- _ACTIVITY_
Check each line of the data for "derive", then give the number of lines that have it, without any other words.
Top of INPUT DATA
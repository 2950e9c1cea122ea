use std::{
    ffi::{
        OsStr,
        OsString,
    },
    os::{
        raw::c_int,
        unix::ffi::OsStrExt,
    },
    path::PathBuf,
};

use inotify_sys as ffi;

use crate::error::DecodeError;
use crate::util::EVENT_HEADER_SIZE;
use crate::watches::WatchDescriptor;


/// Iterator over the raw records in one read buffer
///
/// Yields records in the order the kernel wrote them. After the first
/// [`DecodeError`], the iterator is exhausted: nothing behind a corrupt
/// record can be trusted.
#[derive(Debug)]
pub struct Records<'a> {
    buffer: &'a [u8],
    pos: usize,
    failed: bool,
}

impl<'a> Records<'a> {
    /// Decodes `buffer`, which must hold exactly the bytes returned by a
    /// single read from the inotify descriptor
    pub fn new(buffer: &'a [u8]) -> Self {
        Records {
            buffer,
            pos: 0,
            failed: false,
        }
    }
}

impl<'a> Iterator for Records<'a> {
    type Item = Result<RawRecord<'a>, DecodeError>;

    fn next(&mut self) -> Option<Self::Item> {
        if self.failed || self.pos >= self.buffer.len() {
            return None;
        }

        match RawRecord::from_buffer(self.buffer, self.pos) {
            Ok((step, record)) => {
                self.pos += step;
                Some(Ok(record))
            }
            Err(error) => {
                self.failed = true;
                Some(Err(error))
            }
        }
    }
}

/// Decodes all records in `buffer`
///
/// Either every record is valid and returned in order, or the whole buffer is
/// rejected.
pub fn decode(buffer: &[u8]) -> Result<Vec<RawRecord<'_>>, DecodeError> {
    Records::new(buffer).collect()
}


/// One event record, as laid out by the kernel
///
/// Borrows its name from the read buffer, so it only lives as long as the
/// decode step.
#[derive(Clone, Copy, Debug, PartialEq, Eq)]
pub struct RawRecord<'a> {
    /// Kernel watch descriptor, `-1` for queue overflow records
    pub wd: c_int,

    /// Event bits, including result-only flags
    pub mask: EventMask,

    /// Correlates `MOVED_FROM` with `MOVED_TO`, `0` otherwise
    pub cookie: u32,

    /// Entry name inside a watched directory
    ///
    /// `None` if the event concerns the watched path itself.
    pub name: Option<&'a OsStr>,
}

impl<'a> RawRecord<'a> {
    /// Decodes the record that starts at `offset`
    ///
    /// Returns the number of bytes the record occupies, including the padding
    /// of its name, along with the record.
    pub(crate) fn from_buffer(buffer: &'a [u8], offset: usize)
        -> Result<(usize, Self), DecodeError>
    {
        let record = &buffer[offset..];

        if record.len() < EVENT_HEADER_SIZE {
            return Err(DecodeError::TruncatedHeader {
                offset,
                remaining: record.len(),
                needed   : EVENT_HEADER_SIZE,
            });
        }

        // The buffer has alignment 1, `inotify_event` has alignment 4, so the
        // header has to be copied out rather than dereferenced in place.
        let header = unsafe {
            (record.as_ptr() as *const ffi::inotify_event).read_unaligned()
        };

        let len       = header.len as usize;
        let remaining = record.len() - EVENT_HEADER_SIZE;
        if len > remaining {
            return Err(DecodeError::NameOverrun {
                offset,
                len,
                remaining,
            });
        }

        let consumed = EVENT_HEADER_SIZE + len;

        // The name is padded with '\0' up to the next alignment boundary.
        let name = &record[EVENT_HEADER_SIZE..consumed];
        let name = match name.iter().position(|b| *b == 0) {
            Some(end) => &name[..end],
            None      => name,
        };
        let name = if name.is_empty() {
            None
        }
        else {
            Some(OsStr::from_bytes(name))
        };

        let record = RawRecord {
            wd    : header.wd,
            mask  : EventMask::from_bits_retain(header.mask),
            cookie: header.cookie,
            name,
        };

        Ok((consumed, record))
    }
}


/// A resolved filesystem event
///
/// Produced by the read loop for every decoded record and handed to the
/// consumer as is.
#[derive(Clone, Debug)]
pub struct Event {
    /// The watch this event originates from
    ///
    /// Equal to the [`WatchDescriptor`] returned when the watch was added.
    /// For overflow events, the descriptor's id is `-1`.
    pub wd: WatchDescriptor,

    /// The path the watch was registered for
    ///
    /// `None` if the watch was no longer tracked when the event was resolved,
    /// and for overflow events.
    pub path: Option<PathBuf>,

    /// Name of the entry inside a watched directory
    ///
    /// `None` if the event concerns the watched path itself.
    pub name: Option<OsString>,

    /// Indicates what kind of event this is
    pub mask: EventMask,

    /// Connects a [`MOVED_FROM`] event with its [`MOVED_TO`] counterpart
    ///
    /// `0` for all other events.
    ///
    /// [`MOVED_FROM`]: EventMask::MOVED_FROM
    /// [`MOVED_TO`]: EventMask::MOVED_TO
    pub cookie: u32,
}

impl Event {
    pub(crate) fn new(
        wd    : WatchDescriptor,
        path  : Option<PathBuf>,
        record: &RawRecord<'_>,
    )
        -> Self
    {
        Event {
            wd,
            path,
            name  : record.name.map(OsStr::to_os_string),
            mask  : record.mask,
            cookie: record.cookie,
        }
    }

    /// Events were dropped by the kernel
    pub(crate) fn overflow(wd: WatchDescriptor) -> Self {
        Event {
            wd,
            path  : None,
            name  : None,
            mask  : EventMask::Q_OVERFLOW,
            cookie: 0,
        }
    }

    /// The path of the entry the event concerns
    ///
    /// Joins [`path`](Self::path) and [`name`](Self::name). Returns `None`
    /// if the watched path is unknown.
    pub fn full_path(&self) -> Option<PathBuf> {
        let path = self.path.as_ref()?;
        Some(match &self.name {
            Some(name) => path.join(name),
            None       => path.clone(),
        })
    }

    /// The kernel's event queue overflowed and events were lost
    ///
    /// Existing watches stay valid.
    pub fn is_overflow(&self) -> bool {
        self.mask.contains(EventMask::Q_OVERFLOW)
    }

    /// The watch was removed, and its descriptor is no longer valid
    pub fn is_watch_removed(&self) -> bool {
        self.mask.contains(EventMask::IGNORED)
    }

    /// The subject of the event is a directory
    pub fn is_dir(&self) -> bool {
        self.mask.contains(EventMask::ISDIR)
    }
}


bitflags! {
    /// Indicates the type of an event
    ///
    /// Bit values are those of the kernel ABI. Besides the event types that can
    /// be watched for (see [`WatchMask`]), an event mask may carry the
    /// result-only flags `IGNORED`, `ISDIR`, `Q_OVERFLOW` and `UNMOUNT`.
    ///
    /// [`WatchMask`]: crate::WatchMask
    #[derive(PartialEq, Eq, PartialOrd, Ord, Hash, Debug, Clone, Copy)]
    pub struct EventMask: u32 {
        /// File was accessed
        const ACCESS = ffi::IN_ACCESS;

        /// Metadata (permissions, timestamps, link count, ...) changed
        const ATTRIB = ffi::IN_ATTRIB;

        /// File opened for writing was closed
        const CLOSE_WRITE = ffi::IN_CLOSE_WRITE;

        /// File or directory not opened for writing was closed
        const CLOSE_NOWRITE = ffi::IN_CLOSE_NOWRITE;

        /// Entry created in watched directory
        const CREATE = ffi::IN_CREATE;

        /// Entry deleted from watched directory
        const DELETE = ffi::IN_DELETE;

        /// Watched file/directory was itself deleted
        const DELETE_SELF = ffi::IN_DELETE_SELF;

        /// File was modified
        const MODIFY = ffi::IN_MODIFY;

        /// Watched file/directory was itself moved
        const MOVE_SELF = ffi::IN_MOVE_SELF;

        /// Entry moved out of watched directory
        const MOVED_FROM = ffi::IN_MOVED_FROM;

        /// Entry moved into watched directory
        const MOVED_TO = ffi::IN_MOVED_TO;

        /// File or directory was opened
        const OPEN = ffi::IN_OPEN;

        /// Watch was removed
        ///
        /// Generated when the watch is removed explicitly, after a one-shot
        /// watch fired, or because the watched object was deleted or its file
        /// system unmounted. The watch descriptor is invalid afterwards.
        const IGNORED = ffi::IN_IGNORED;

        /// The subject of the event is a directory
        const ISDIR = ffi::IN_ISDIR;

        /// Event queue overflowed, events have been lost
        const Q_OVERFLOW = ffi::IN_Q_OVERFLOW;

        /// File system containing the watched object was unmounted
        ///
        /// An `IGNORED` event for the same watch follows.
        const UNMOUNT = ffi::IN_UNMOUNT;
    }
}

impl EventMask {
    /// The event type encoded in this mask
    ///
    /// The kernel sets at most one event type bit per record. Returns `None`
    /// for records that only carry result-only flags, like `IGNORED` or
    /// `Q_OVERFLOW`.
    pub fn kind(self) -> Option<EventKind> {
        EventKind::BITFLAG_ENUM_MAP
            .iter()
            .find(|(bit, _)| self.contains(*bit))
            .map(|(_, kind)| *kind)
    }
}


/// The type of an inotify event
#[derive(Debug, Clone, Copy, PartialEq, Eq, Hash)]
pub enum EventKind {
    /// File was accessed
    Access,
    /// Metadata changed
    Attrib,
    /// File opened for writing was closed
    CloseWrite,
    /// File or directory not opened for writing was closed
    CloseNowrite,
    /// Entry created in watched directory
    Create,
    /// Entry deleted from watched directory
    Delete,
    /// Watched file/directory was itself deleted
    DeleteSelf,
    /// File was modified
    Modify,
    /// Watched file/directory was itself moved
    MoveSelf,
    /// Entry moved out of watched directory
    MovedFrom,
    /// Entry moved into watched directory
    MovedTo,
    /// File or directory was opened
    Open,
}

impl EventKind {
    const BITFLAG_ENUM_MAP: &'static [(EventMask, EventKind)] = &[
        (EventMask::ACCESS,        EventKind::Access),
        (EventMask::ATTRIB,        EventKind::Attrib),
        (EventMask::CLOSE_WRITE,   EventKind::CloseWrite),
        (EventMask::CLOSE_NOWRITE, EventKind::CloseNowrite),
        (EventMask::CREATE,        EventKind::Create),
        (EventMask::DELETE,        EventKind::Delete),
        (EventMask::DELETE_SELF,   EventKind::DeleteSelf),
        (EventMask::MODIFY,        EventKind::Modify),
        (EventMask::MOVE_SELF,     EventKind::MoveSelf),
        (EventMask::MOVED_FROM,    EventKind::MovedFrom),
        (EventMask::MOVED_TO,      EventKind::MovedTo),
        (EventMask::OPEN,          EventKind::Open),
    ];
}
Bottom of INPUT DATA
- _SOLUTION_
5